This post was featured on the Zero Hunger blog

On November 19, researchers, farmers, food manufacturers and policymakers met at the New York Academy of Sciences to talk about the benefits of pulses for public health and the global food system. Organized by the Sackler Institute for Nutrition Science, in partnership with Bush Brothers & Company, this scientific conference, Little Beans, Big Opportunities: Realizing the Potential of Pulses to Meet Today’s Global Health Challenges, showcased the societal and environmental advantages of growing and eating more beans, peas, lentils and chickpeas.

Supported with studies from around the world, speakers highlighted the global significance and potential impact of pulses for human nutrition and agricultural systems. Pulses were cited for their role in nourishing children at risk of stunting during the first 1000 days of life, in reducing chronic diseases such as diabetes and heart disease, in combatting obesity, and in building a diverse microbiome. High-protein, low-fat, high-fiber pulse grains are produced by legume plants that ‘fix’ atmospheric nitrogen, reducing the need for fertilizers. Many pulses thrive in water-limited conditions, expanding farmers’ options for dealing with more frequent droughts.

Speakers detailed the “big opportunities” for pulses including investing in further research on the health effects of eating pulses.
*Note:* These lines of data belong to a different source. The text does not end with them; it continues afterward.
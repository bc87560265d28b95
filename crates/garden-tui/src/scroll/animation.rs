//! L3 Molecular Layer: Scroll animation controller
//!
//! Drives the scroll offset of the depth viewport. Positions are kept in
//! fractional rows so the reported scroll progress moves continuously even
//! though the terminal can only draw whole rows.

use std::time::Instant;

use garden_core::motion::Tween;

use super::config::ScrollSettings;

/// Scroll animation controller
///
/// Call `scroll_by()` / `scroll_to()` to request movement, then `update()`
/// each frame to get the current interpolated position.
#[derive(Debug, Clone, Default)]
pub struct ScrollAnimator {
    /// Current active animation (if any)
    animation: Option<Tween>,
    settings: ScrollSettings,
    /// Current scroll position (always up-to-date)
    current: f64,
    /// Pending scroll delta for batching multiple scroll events
    pending_delta: f64,
}

impl ScrollAnimator {
    pub fn new(settings: ScrollSettings) -> Self {
        Self {
            settings,
            ..Default::default()
        }
    }

    pub fn settings(&self) -> &ScrollSettings {
        &self.settings
    }

    #[inline]
    pub fn is_animating(&self) -> bool {
        self.animation.is_some()
    }

    /// Animation running or delta waiting for the next frame
    #[inline]
    pub fn needs_update(&self) -> bool {
        self.animation.is_some() || self.pending_delta != 0.0
    }

    /// Final position after the running animation
    pub fn target(&self) -> f64 {
        self.animation
            .as_ref()
            .map(|a| a.target())
            .unwrap_or(self.current)
    }

    #[inline]
    pub fn current(&self) -> f64 {
        self.current
    }

    /// Set scroll position immediately (no animation)
    pub fn set_position(&mut self, position: f64) {
        self.animation = None;
        self.current = position.max(0.0);
        self.pending_delta = 0.0;
    }

    /// Start a scroll animation to `target`, or jump there when smoothing is off
    pub fn scroll_to(&mut self, target: f64, max_scroll: f64, now: Instant) {
        let target = target.clamp(0.0, max_scroll.max(0.0));
        self.pending_delta = 0.0;

        if !self.settings.is_smooth() {
            self.current = target;
            self.animation = None;
            return;
        }
        if self.current == target {
            self.animation = None;
            return;
        }
        self.animation = Some(self.tween(target, now));
    }

    /// Scroll by a delta (positive = down). Deltas are batched until the next `update`.
    pub fn scroll_by(&mut self, delta: f64, max_scroll: f64) {
        if !self.settings.is_smooth() {
            self.current = (self.current + delta).clamp(0.0, max_scroll.max(0.0));
            self.animation = None;
            return;
        }
        self.pending_delta += delta;
    }

    fn tween(&self, target: f64, now: Instant) -> Tween {
        Tween::new(
            self.current,
            target,
            now,
            self.settings.animation_duration,
            self.settings.easing,
        )
    }

    /// Advance to `now` and return the current position
    pub fn update(&mut self, max_scroll: f64, now: Instant) -> f64 {
        let max_scroll = max_scroll.max(0.0);

        if self.pending_delta != 0.0 {
            let target = (self.target() + self.pending_delta).clamp(0.0, max_scroll);
            self.pending_delta = 0.0;
            if target != self.current {
                self.animation = Some(self.tween(target, now));
            }
        }

        if let Some(anim) = &self.animation {
            self.current = anim.value_at(now).min(max_scroll);
            if anim.is_finished(now) {
                self.animation = None;
            }
        }

        // The viewport may have shrunk since the last frame
        self.current = self.current.min(max_scroll);
        self.current
    }

    /// Stop at the current position
    pub fn cancel(&mut self) {
        self.animation = None;
        self.pending_delta = 0.0;
    }
}

#[cfg(test)]
mod tests {
    use super::*;
    use garden_core::EasingType;
    use std::time::Duration;

    fn smooth() -> ScrollSettings {
        ScrollSettings {
            smooth_enabled: true,
            animation_duration: Duration::from_millis(100),
            easing: EasingType::Cubic,
        }
    }

    #[test]
    fn test_instant_scroll_when_disabled() {
        let settings = ScrollSettings {
            smooth_enabled: false,
            ..smooth()
        };
        let mut animator = ScrollAnimator::new(settings);

        animator.scroll_to(100.0, 200.0, Instant::now());
        assert_eq!(animator.current(), 100.0);
        assert!(!animator.is_animating());
    }

    #[test]
    fn test_animation_reaches_target() {
        let t0 = Instant::now();
        let mut animator = ScrollAnimator::new(smooth());

        animator.scroll_to(100.0, 200.0, t0);
        assert!(animator.is_animating());
        assert_eq!(animator.target(), 100.0);

        let mid = animator.update(200.0, t0 + Duration::from_millis(50));
        assert!(mid > 0.0 && mid < 100.0);
        assert_eq!(animator.update(200.0, t0 + Duration::from_millis(100)), 100.0);
        assert!(!animator.needs_update());
    }

    #[test]
    fn test_scroll_by_batching() {
        let t0 = Instant::now();
        let mut animator = ScrollAnimator::new(smooth());

        animator.scroll_by(10.0, 200.0);
        animator.scroll_by(10.0, 200.0);
        animator.scroll_by(10.0, 200.0);
        assert!(animator.needs_update());

        animator.update(200.0, t0);
        assert_eq!(animator.target(), 30.0);
    }

    #[test]
    fn test_scroll_clamp_max() {
        let t0 = Instant::now();
        let mut animator = ScrollAnimator::new(smooth());
        animator.set_position(50.0);
        animator.scroll_to(300.0, 100.0, t0);
        assert_eq!(animator.target(), 100.0);

        animator.scroll_by(-500.0, 100.0);
        animator.update(100.0, t0);
        assert_eq!(animator.target(), 0.0);
    }

    #[test]
    fn test_shrinking_viewport_clamps_position() {
        let mut animator = ScrollAnimator::new(smooth());
        animator.set_position(80.0);
        assert_eq!(animator.update(40.0, Instant::now()), 40.0);
    }
}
Backed by a more solid scientific evidence base, pulses can take a more central position in national dietary guidelines and the emerging medical arena of ‘prescription food.’ Stronger scientific data can inform policies that better incentivize farmers to grow pulses.

Another big opportunity for pulses is to dramatically increase yield per hectare in developing countries to match the impressive gains made by countries like Myanmar and Ethiopia. About 70% of all pulse crops are grown in Asia and Africa, which are seeing the fastest growth in pulse production and where populations depend on them heavily for dietary protein. Since 1980, global demand for pulses has increased by more than 20 million tons annually and production has expanded by over 20 million hectares. Better yields – through improved seeds, mechanization and agro-processing – will be essential for meeting consumer demand and for keeping this important protein source accessible to low-income households.

With the United Nations Food and Agriculture Organization’s official launch of the International Year of Pulses 2016 on November 10th, these issues are now front and center for the food industry, national governments, consumer and health organizations, farmers, researchers and international organizations. Conference speakers emphasized how pulses can help to achieve several of the Sustainable Development Goals agreed at this year’s United Nation’s General Assembly, particularly related to food security, nutrition and sustainable food systems. As policymakers assess the comparative advantages of different crops for a sustainable national food system, they will find that pulses have a big role to play in achieving agricultural and dietary diversity.